В своей философии Федоров пытается соединить (чисто русское движение мысли: собрать, соединить) мыслимое сущее и уже существующее, субъективное и объективное, в Проективном, в общем деле (там же: 110):

Рис. Λ: Существующее ← Проективное → Сущее

Это тоже реализм, но реализм религиозный, воцерковленный до предела. Федоров также исходит из слова, но основная линия развертывания словесного символа направлена не на познание (презираемая гносеология) и не на сознание (отвлекающая от веры психология), а на знание, связующее проект в слове с реальностью вещи-дела. Отсюда и проистекает страстная вражда к Канту, который ставил перед собою те же самые задачи, но решал их «по-пасторски».

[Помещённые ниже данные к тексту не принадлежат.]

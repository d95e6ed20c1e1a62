//! Corpus loading from static JSON files.
//!
//! The loader reads the document list (a JSON array of strings) and
//! then attempts the aligned embeddings file (a JSON array of float
//! arrays). A missing embeddings file is not an error: the store simply
//! comes up in keyword-only mode for the life of the process. It is
//! kept separate from the engine so the retrieval core stays testable
//! with in-memory fixtures.

use std::path::{Path, PathBuf};

use tracing::{info, warn};
use yardstick_embeddings::Embedding;

use crate::error::Result;
use crate::store::DocumentStore;

/// Loads the document corpus from disk.
pub struct CorpusLoader {
    documents_path: PathBuf,
    embeddings_path: Option<PathBuf>,
}

impl CorpusLoader {
    /// Create a loader for the given documents file.
    pub fn new(documents_path: impl Into<PathBuf>) -> Self {
        Self {
            documents_path: documents_path.into(),
            embeddings_path: None,
        }
    }

    /// Set the embeddings file to attempt alongside the documents.
    pub fn with_embeddings_path(mut self, path: impl Into<PathBuf>) -> Self {
        self.embeddings_path = Some(path.into());
        self
    }

    /// Load the corpus.
    ///
    /// Fails when the documents file is missing or unparseable, or when
    /// a present embeddings file does not line up with the documents.
    pub fn load(&self) -> Result<DocumentStore> {
        let raw = std::fs::read_to_string(&self.documents_path)?;
        let documents: Vec<String> = serde_json::from_str(&raw)?;
        info!("Loaded {} documents", documents.len());

        let embeddings = match self.embeddings_path {
            Some(ref path) => Self::load_embeddings(path)?,
            None => None,
        };

        DocumentStore::new(documents, embeddings)
    }

    fn load_embeddings(path: &Path) -> Result<Option<Vec<Embedding>>> {
        let raw = match std::fs::read_to_string(path) {
            Ok(raw) => raw,
            Err(e) if e.kind() == std::io::ErrorKind::NotFound => {
                warn!("No embeddings file found, using keyword search");
                return Ok(None);
            }
            Err(e) => return Err(e.into()),
        };

        let embeddings: Vec<Embedding> = serde_json::from_str(&raw)?;
        info!("Loaded {} document embeddings", embeddings.len());
        Ok(Some(embeddings))
    }
}
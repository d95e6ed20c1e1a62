//! Server configuration from the environment.

use std::path::PathBuf;

use anyhow::{Context, Result};

/// Configuration read once at startup.
#[derive(Debug, Clone)]
pub struct ServerConfig {
    /// Gemini API key. Required: the process refuses to start without
    /// it rather than failing lazily on the first request.
    pub api_key: String,

    /// Port to bind on `0.0.0.0`.
    pub port: u16,

    /// Path to the documents file (JSON array of strings).
    pub docs_path: PathBuf,

    /// Path to the aligned embeddings file. May be absent on disk;
    /// that downgrades retrieval to keyword search.
    pub embeddings_path: PathBuf,
}

impl ServerConfig {
    /// Read configuration from environment variables.
    pub fn from_env() -> Result<Self> {
        let api_key = std::env::var("GEMINI_API_KEY")
            .context("GEMINI_API_KEY must be set")?;

        let port = match std::env::var("PORT") {
            Ok(raw) => raw.parse().context("PORT must be a valid port number")?,
            Err(_) => 5000,
        };

        let docs_path = std::env::var("YARDSTICK_DOCS_PATH")
            .map_or_else(|_| PathBuf::from("yardstick_docs.json"), PathBuf::from);

        let embeddings_path = std::env::var("YARDSTICK_EMBEDDINGS_PATH")
            .map_or_else(|_| PathBuf::from("yardstick_embeddings.json"), PathBuf::from);

        Ok(Self {
            api_key,
            port,
            docs_path,
            embeddings_path,
        })
    }
}
//! Read-only document store.
//!
//! The store holds the full corpus in memory: an ordered list of text
//! passages and, when available, one precomputed embedding per passage
//! aligned by index. It is built once at startup and never mutated, so
//! it can be shared across request handlers behind an `Arc` without a
//! lock.

use yardstick_embeddings::Embedding;

use crate::error::{Result, RetrievalError};

/// The fixed document corpus, with optional aligned embeddings.
#[derive(Debug, Clone)]
pub struct DocumentStore {
    documents: Vec<String>,
    embeddings: Option<Vec<Embedding>>,
}

impl DocumentStore {
    /// Build a store from documents and optional embeddings.
    ///
    /// When embeddings are supplied, their count must equal the
    /// document count; a mismatch means the two corpus files are out of
    /// sync and is rejected outright.
    pub fn new(documents: Vec<String>, embeddings: Option<Vec<Embedding>>) -> Result<Self> {
        if let Some(ref embs) = embeddings {
            if embs.len() != documents.len() {
                return Err(RetrievalError::CorpusMisaligned {
                    documents: documents.len(),
                    embeddings: embs.len(),
                });
            }
        }

        Ok(Self {
            documents,
            embeddings,
        })
    }

    /// All documents, in load order.
    pub fn documents(&self) -> &[String] {
        &self.documents
    }

    /// The document at `index`, if any.
    pub fn get(&self, index: usize) -> Option<&str> {
        self.documents.get(index).map(String::as_str)
    }

    /// Aligned embeddings, when the embeddings file was present.
    pub fn embeddings(&self) -> Option<&[Embedding]> {
        self.embeddings.as_deref()
    }

    /// Whether semantic search is possible against this store.
    pub fn has_embeddings(&self) -> bool {
        self.embeddings.is_some()
    }

    /// Number of documents in the corpus.
    pub fn len(&self) -> usize {
        self.documents.len()
    }

    /// Whether the corpus is empty.
    pub fn is_empty(&self) -> bool {
        self.documents.is_empty()
    }
}
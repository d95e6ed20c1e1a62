//! Response cache keyed by normalized question text.
//!
//! Repeated questions skip the external generation call entirely. Keys
//! are content hashes of the lower-cased, trimmed question, so casing
//! and surrounding whitespace variants of the same question share one
//! entry. The map is insertion-ordered and capped: when full, the
//! oldest-inserted entry is evicted (no LRU touch on read).

use indexmap::IndexMap;
use tokio::sync::RwLock;
use tracing::debug;

/// Default maximum number of cached answers.
pub const DEFAULT_CAPACITY: usize = 100;

/// Bounded in-process cache of generated answers.
///
/// All mutation happens under a write lock, so the
/// get / capacity-check / evict / insert sequence cannot interleave
/// across concurrent requests.
pub struct AnswerCache {
    entries: RwLock<IndexMap<String, String>>,
    capacity: usize,
}

impl AnswerCache {
    /// Create a cache with the default capacity.
    pub fn new() -> Self {
        Self::with_capacity(DEFAULT_CAPACITY)
    }

    /// Create a cache holding at most `capacity` answers.
    pub fn with_capacity(capacity: usize) -> Self {
        Self {
            entries: RwLock::new(IndexMap::new()),
            capacity,
        }
    }

    /// Compute the cache key for a question.
    fn hash_key(question: &str) -> String {
        use std::collections::hash_map::DefaultHasher;
        use std::hash::{Hash, Hasher};

        let normalized = question.trim().to_lowercase();
        let mut hasher = DefaultHasher::new();
        normalized.hash(&mut hasher);
        format!("{:x}", hasher.finish())
    }

    /// Look up a cached answer for a question.
    pub async fn get(&self, question: &str) -> Option<String> {
        let key = Self::hash_key(question);
        self.entries.read().await.get(&key).cloned()
    }

    /// Store an answer, evicting the oldest-inserted entry at capacity.
    pub async fn put(&self, question: &str, answer: impl Into<String>) {
        let key = Self::hash_key(question);
        let mut entries = self.entries.write().await;

        // Replacing an existing key does not grow the map, so only a
        // genuinely new entry triggers eviction.
        if !entries.contains_key(&key) && entries.len() >= self.capacity {
            entries.shift_remove_index(0);
        }

        entries.insert(key, answer.into());
        debug!("Cached answer ({} entries)", entries.len());
    }

    /// Number of cached answers.
    pub async fn len(&self) -> usize {
        self.entries.read().await.len()
    }

    /// Whether the cache is empty.
    pub async fn is_empty(&self) -> bool {
        self.entries.read().await.is_empty()
    }
}

impl Default for AnswerCache {
    fn default() -> Self {
        Self::new()
    }
}
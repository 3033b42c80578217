// Tiered suppression registry: position, symbol+direction, symbol, global
use chrono::{DateTime, Duration, Utc};
use serde::{Deserialize, Serialize};
use std::collections::{BTreeMap, HashMap};
use std::fmt;
use std::hash::Hash;
use std::sync::{Arc, Mutex};

use crate::models::Direction;
use crate::notify::Notifier;

#[derive(Debug, Clone, Serialize, Deserialize, PartialEq)]
pub struct BlacklistEntry {
    pub till: DateTime<Utc>,
    pub reason: String,
}

/// Which tier an active block came from
#[derive(Debug, Clone, PartialEq, Eq)]
pub enum BlacklistTier {
    Global,
    Symbol(String),
    SymbolDirection(String, Direction),
    Position(i64),
}

impl fmt::Display for BlacklistTier {
    fn fmt(&self, f: &mut fmt::Formatter<'_>) -> fmt::Result {
        match self {
            BlacklistTier::Global => write!(f, "global"),
            BlacklistTier::Symbol(symbol) => write!(f, "symbol {}", symbol),
            BlacklistTier::SymbolDirection(symbol, direction) => {
                write!(f, "{} {}", symbol, direction)
            }
            BlacklistTier::Position(id) => write!(f, "position #{}", id),
        }
    }
}

/// An active block found by [`Blacklist::check_grid`]
#[derive(Debug, Clone, PartialEq)]
pub struct Block {
    pub tier: BlacklistTier,
    pub till: DateTime<Utc>,
    pub reason: String,
}

/// Serializable copy of every tier, for hydrating a store at startup
#[derive(Debug, Clone, Default, Serialize, Deserialize, PartialEq)]
pub struct BlacklistSnapshot {
    pub global: Option<BlacklistEntry>,
    pub by_symbol: BTreeMap<String, BlacklistEntry>,
    pub by_symbol_direction: BTreeMap<String, BlacklistEntry>,
    pub by_position: BTreeMap<i64, BlacklistEntry>,
}

#[derive(Debug, Default)]
struct Tiers {
    global: Option<BlacklistEntry>,
    by_symbol: HashMap<String, BlacklistEntry>,
    by_symbol_direction: HashMap<String, BlacklistEntry>,
    by_position: HashMap<i64, BlacklistEntry>,
}

pub fn symbol_direction_key(symbol: &str, direction: Direction) -> String {
    format!("{}:{}", symbol, direction)
}

/// `now + duration`, saturating at the latest representable instant
fn expiry(now: DateTime<Utc>, duration: Duration) -> DateTime<Utc> {
    now.checked_add_signed(duration).unwrap_or(DateTime::<Utc>::MAX_UTC)
}

/// Insert or extend an entry. The stored `till` only ever moves forward; the
/// reason is always replaced by the latest one.
fn extend_entry(slot: &mut Option<BlacklistEntry>, till: DateTime<Utc>, reason: &str) -> DateTime<Utc> {
    match slot {
        Some(entry) => {
            entry.till = entry.till.max(till);
            entry.reason = reason.to_string();
            entry.till
        }
        None => {
            *slot = Some(BlacklistEntry {
                till,
                reason: reason.to_string(),
            });
            till
        }
    }
}

fn extend_keyed<K: Eq + Hash>(
    map: &mut HashMap<K, BlacklistEntry>,
    key: K,
    till: DateTime<Utc>,
    reason: &str,
) -> DateTime<Utc> {
    let mut slot = map.remove(&key);
    let result = extend_entry(&mut slot, till, reason);
    if let Some(entry) = slot {
        map.insert(key, entry);
    }
    result
}

/// Lookup with lazy eviction: an expired entry is deleted and reported as absent
fn active_keyed<K: Eq + Hash>(
    map: &mut HashMap<K, BlacklistEntry>,
    key: &K,
    now: DateTime<Utc>,
) -> Option<BlacklistEntry> {
    match map.get(key) {
        Some(entry) if now < entry.till => Some(entry.clone()),
        Some(_) => {
            map.remove(key);
            None
        }
        None => None,
    }
}

fn active_global(slot: &mut Option<BlacklistEntry>, now: DateTime<Utc>) -> Option<BlacklistEntry> {
    match slot {
        Some(entry) if now < entry.till => Some(entry.clone()),
        Some(_) => {
            *slot = None;
            None
        }
        None => None,
    }
}

/// Thread-safe blacklist shared between the tick and ad-hoc lookups
pub struct Blacklist {
    tiers: Mutex<Tiers>,
    notifier: Arc<dyn Notifier>,
}

impl Blacklist {
    pub fn new(notifier: Arc<dyn Notifier>) -> Self {
        Self {
            tiers: Mutex::new(Tiers::default()),
            notifier,
        }
    }

    /// Rebuild a store from a snapshot, dropping entries that expired meanwhile
    pub fn from_snapshot(snapshot: BlacklistSnapshot, notifier: Arc<dyn Notifier>, now: DateTime<Utc>) -> Self {
        let alive = |entry: &BlacklistEntry| now < entry.till;
        let tiers = Tiers {
            global: snapshot.global.filter(alive),
            by_symbol: snapshot.by_symbol.into_iter().filter(|(_, e)| alive(e)).collect(),
            by_symbol_direction: snapshot
                .by_symbol_direction
                .into_iter()
                .filter(|(_, e)| alive(e))
                .collect(),
            by_position: snapshot.by_position.into_iter().filter(|(_, e)| alive(e)).collect(),
        };

        tracing::info!(
            "Restored blacklist: {} symbols, {} symbol+directions, {} positions, global={}",
            tiers.by_symbol.len(),
            tiers.by_symbol_direction.len(),
            tiers.by_position.len(),
            tiers.global.is_some()
        );

        Self {
            tiers: Mutex::new(tiers),
            notifier,
        }
    }

    fn tiers(&self) -> std::sync::MutexGuard<'_, Tiers> {
        self.tiers.lock().unwrap_or_else(|e| e.into_inner())
    }

    fn audit(&self, scope: &str, till: DateTime<Utc>, reason: &str) {
        self.notifier.action(&format!(
            "Blacklisted {} until {}: {}",
            scope,
            till.format("%Y-%m-%d %H:%M:%S"),
            reason
        ));
    }

    // ------------------------------------------------------------------
    // Additions
    // ------------------------------------------------------------------

    pub fn add_global(&self, duration: Duration, reason: &str) -> DateTime<Utc> {
        self.add_global_at(duration, reason, Utc::now())
    }

    pub fn add_global_at(&self, duration: Duration, reason: &str, now: DateTime<Utc>) -> DateTime<Utc> {
        let till = {
            let mut tiers = self.tiers();
            extend_entry(&mut tiers.global, expiry(now, duration), reason)
        };
        self.audit("all trading", till, reason);
        till
    }

    pub fn add_by_position(&self, position_id: i64, duration: Duration, reason: &str) -> DateTime<Utc> {
        self.add_by_position_at(position_id, duration, reason, Utc::now())
    }

    pub fn add_by_position_at(
        &self,
        position_id: i64,
        duration: Duration,
        reason: &str,
        now: DateTime<Utc>,
    ) -> DateTime<Utc> {
        let till = {
            let mut tiers = self.tiers();
            extend_keyed(&mut tiers.by_position, position_id, expiry(now, duration), reason)
        };
        self.audit(&format!("position #{}", position_id), till, reason);
        till
    }

    pub fn add_by_symbol_direction(
        &self,
        symbol: &str,
        direction: Direction,
        duration: Duration,
        reason: &str,
    ) -> DateTime<Utc> {
        self.add_by_symbol_direction_at(symbol, direction, duration, reason, Utc::now())
    }

    pub fn add_by_symbol_direction_at(
        &self,
        symbol: &str,
        direction: Direction,
        duration: Duration,
        reason: &str,
        now: DateTime<Utc>,
    ) -> DateTime<Utc> {
        let key = symbol_direction_key(symbol, direction);
        let till = {
            let mut tiers = self.tiers();
            extend_keyed(&mut tiers.by_symbol_direction, key, expiry(now, duration), reason)
        };
        self.audit(&format!("{} {}", symbol, direction), till, reason);
        till
    }

    pub fn add_by_symbol(&self, symbol: &str, duration: Duration, reason: &str) -> DateTime<Utc> {
        self.add_by_symbol_at(symbol, duration, reason, Utc::now())
    }

    pub fn add_by_symbol_at(
        &self,
        symbol: &str,
        duration: Duration,
        reason: &str,
        now: DateTime<Utc>,
    ) -> DateTime<Utc> {
        let till = {
            let mut tiers = self.tiers();
            extend_keyed(&mut tiers.by_symbol, symbol.to_string(), expiry(now, duration), reason)
        };
        self.audit(&format!("symbol {}", symbol), till, reason);
        till
    }

    // ------------------------------------------------------------------
    // Queries
    // ------------------------------------------------------------------

    pub fn is_blocked_global(&self) -> (bool, Option<DateTime<Utc>>) {
        self.is_blocked_global_at(Utc::now())
    }

    pub fn is_blocked_global_at(&self, now: DateTime<Utc>) -> (bool, Option<DateTime<Utc>>) {
        let mut tiers = self.tiers();
        blocked(active_global(&mut tiers.global, now))
    }

    pub fn is_blocked_by_position(&self, position_id: i64) -> (bool, Option<DateTime<Utc>>) {
        self.is_blocked_by_position_at(position_id, Utc::now())
    }

    pub fn is_blocked_by_position_at(&self, position_id: i64, now: DateTime<Utc>) -> (bool, Option<DateTime<Utc>>) {
        let mut tiers = self.tiers();
        blocked(active_keyed(&mut tiers.by_position, &position_id, now))
    }

    pub fn is_blocked_by_symbol_direction(&self, symbol: &str, direction: Direction) -> (bool, Option<DateTime<Utc>>) {
        self.is_blocked_by_symbol_direction_at(symbol, direction, Utc::now())
    }

    pub fn is_blocked_by_symbol_direction_at(
        &self,
        symbol: &str,
        direction: Direction,
        now: DateTime<Utc>,
    ) -> (bool, Option<DateTime<Utc>>) {
        let key = symbol_direction_key(symbol, direction);
        let mut tiers = self.tiers();
        blocked(active_keyed(&mut tiers.by_symbol_direction, &key, now))
    }

    pub fn is_blocked_by_symbol(&self, symbol: &str) -> (bool, Option<DateTime<Utc>>) {
        self.is_blocked_by_symbol_at(symbol, Utc::now())
    }

    pub fn is_blocked_by_symbol_at(&self, symbol: &str, now: DateTime<Utc>) -> (bool, Option<DateTime<Utc>>) {
        let mut tiers = self.tiers();
        blocked(active_keyed(&mut tiers.by_symbol, &symbol.to_string(), now))
    }

    /// First active block covering a grid, checked from the widest tier down
    pub fn check_grid(
        &self,
        position_id: i64,
        symbol: &str,
        direction: Direction,
        now: DateTime<Utc>,
    ) -> Option<Block> {
        let mut tiers = self.tiers();

        if let Some(entry) = active_global(&mut tiers.global, now) {
            return Some(block(BlacklistTier::Global, entry));
        }
        if let Some(entry) = active_keyed(&mut tiers.by_symbol, &symbol.to_string(), now) {
            return Some(block(BlacklistTier::Symbol(symbol.to_string()), entry));
        }
        let key = symbol_direction_key(symbol, direction);
        if let Some(entry) = active_keyed(&mut tiers.by_symbol_direction, &key, now) {
            return Some(block(
                BlacklistTier::SymbolDirection(symbol.to_string(), direction),
                entry,
            ));
        }
        if let Some(entry) = active_keyed(&mut tiers.by_position, &position_id, now) {
            return Some(block(BlacklistTier::Position(position_id), entry));
        }
        None
    }

    /// Drop every expired entry. Returns how many were removed.
    pub fn purge_expired(&self, now: DateTime<Utc>) -> usize {
        let mut tiers = self.tiers();
        let before = tiers.by_position.len()
            + tiers.by_symbol.len()
            + tiers.by_symbol_direction.len()
            + usize::from(tiers.global.is_some());

        tiers.by_position.retain(|_, e| now < e.till);
        tiers.by_symbol.retain(|_, e| now < e.till);
        tiers.by_symbol_direction.retain(|_, e| now < e.till);
        active_global(&mut tiers.global, now);

        let after = tiers.by_position.len()
            + tiers.by_symbol.len()
            + tiers.by_symbol_direction.len()
            + usize::from(tiers.global.is_some());
        before - after
    }

    /// Number of stored entries across all tiers, expired ones included
    pub fn len(&self) -> usize {
        let tiers = self.tiers();
        tiers.by_position.len()
            + tiers.by_symbol.len()
            + tiers.by_symbol_direction.len()
            + usize::from(tiers.global.is_some())
    }

    pub fn is_empty(&self) -> bool {
        self.len() == 0
    }

    pub fn snapshot(&self) -> BlacklistSnapshot {
        let tiers = self.tiers();
        BlacklistSnapshot {
            global: tiers.global.clone(),
            by_symbol: tiers.by_symbol.iter().map(|(k, v)| (k.clone(), v.clone())).collect(),
            by_symbol_direction: tiers
                .by_symbol_direction
                .iter()
                .map(|(k, v)| (k.clone(), v.clone()))
                .collect(),
            by_position: tiers.by_position.iter().map(|(k, v)| (*k, v.clone())).collect(),
        }
    }
}

fn blocked(entry: Option<BlacklistEntry>) -> (bool, Option<DateTime<Utc>>) {
    match entry {
        Some(entry) => (true, Some(entry.till)),
        None => (false, None),
    }
}

fn block(tier: BlacklistTier, entry: BlacklistEntry) -> Block {
    Block {
        tier,
        till: entry.till,
        reason: entry.reason,
    }
}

Внешне чуждый символистскому пониманию описанных связей, Федоров всё же не прочь отметить

«символическое, образное выражение, содержащее многое в малом» (там же: 216).

Например, он говорит о развитии славянского письма – от строго уставного через гражданский полуустав (с XIV века) к деловой скорописи (с конца XVI века).

«В истории письма есть три периода или два перехода: от благоговейно чтимого к уважаемому и отсюда – к презираемому; это история устава, полуустава и скорописи. Если первый с таким же благоговением пишется, с каким и читается, то последний есть выражение небрежности в том и другом» (там же: 215).

Действительно, исторически принцип графики отражает отношение к отмеченной стороне Логоса. Древнерусская традиция приравнивала букву к вещи, старорусская низвела букву к у-слов-ности «знамени», знаменующего определенный смысл безразлично к собственной его ценности, а новая традиция свела букву к знаку идеального типа, весьма условному и потому не очень почитаемому. Вещьсловоидея: именно в такой последовательности и развивалось представление о смысле, воплощенном (явленном) в именизнаменизнаке всякого явленного, что и приводило к постепенной экспликации всё более низких стилей и в языке-речи (Колесов 2002: 169 сл.). Если правильно истолковать эту мысль Федорова, окажется, что всё большая явленность идеи в чистом ее виде ведет к относительности вещи и к обессмысливанию слова. А это и есть та самая опасность, о которой говорил Федоров: концептуализм, исходящий из явленной идеи, разрушает мир и согласие. Поэтому всего лучше было бы идеографическое письмо,

«внесословное и общее, а потому бессмертное» (там же)

– но это уж слишком!

Консерватизм Федорова проявляется в его отношении к природе, к интеллигенции, к мировой философии.

«Наш враг – природа» (Федоров 1995: 526),

и

«зло заключается в нашем незнании слепой силы – подчинения ей вместо управления ею» (там же: 19).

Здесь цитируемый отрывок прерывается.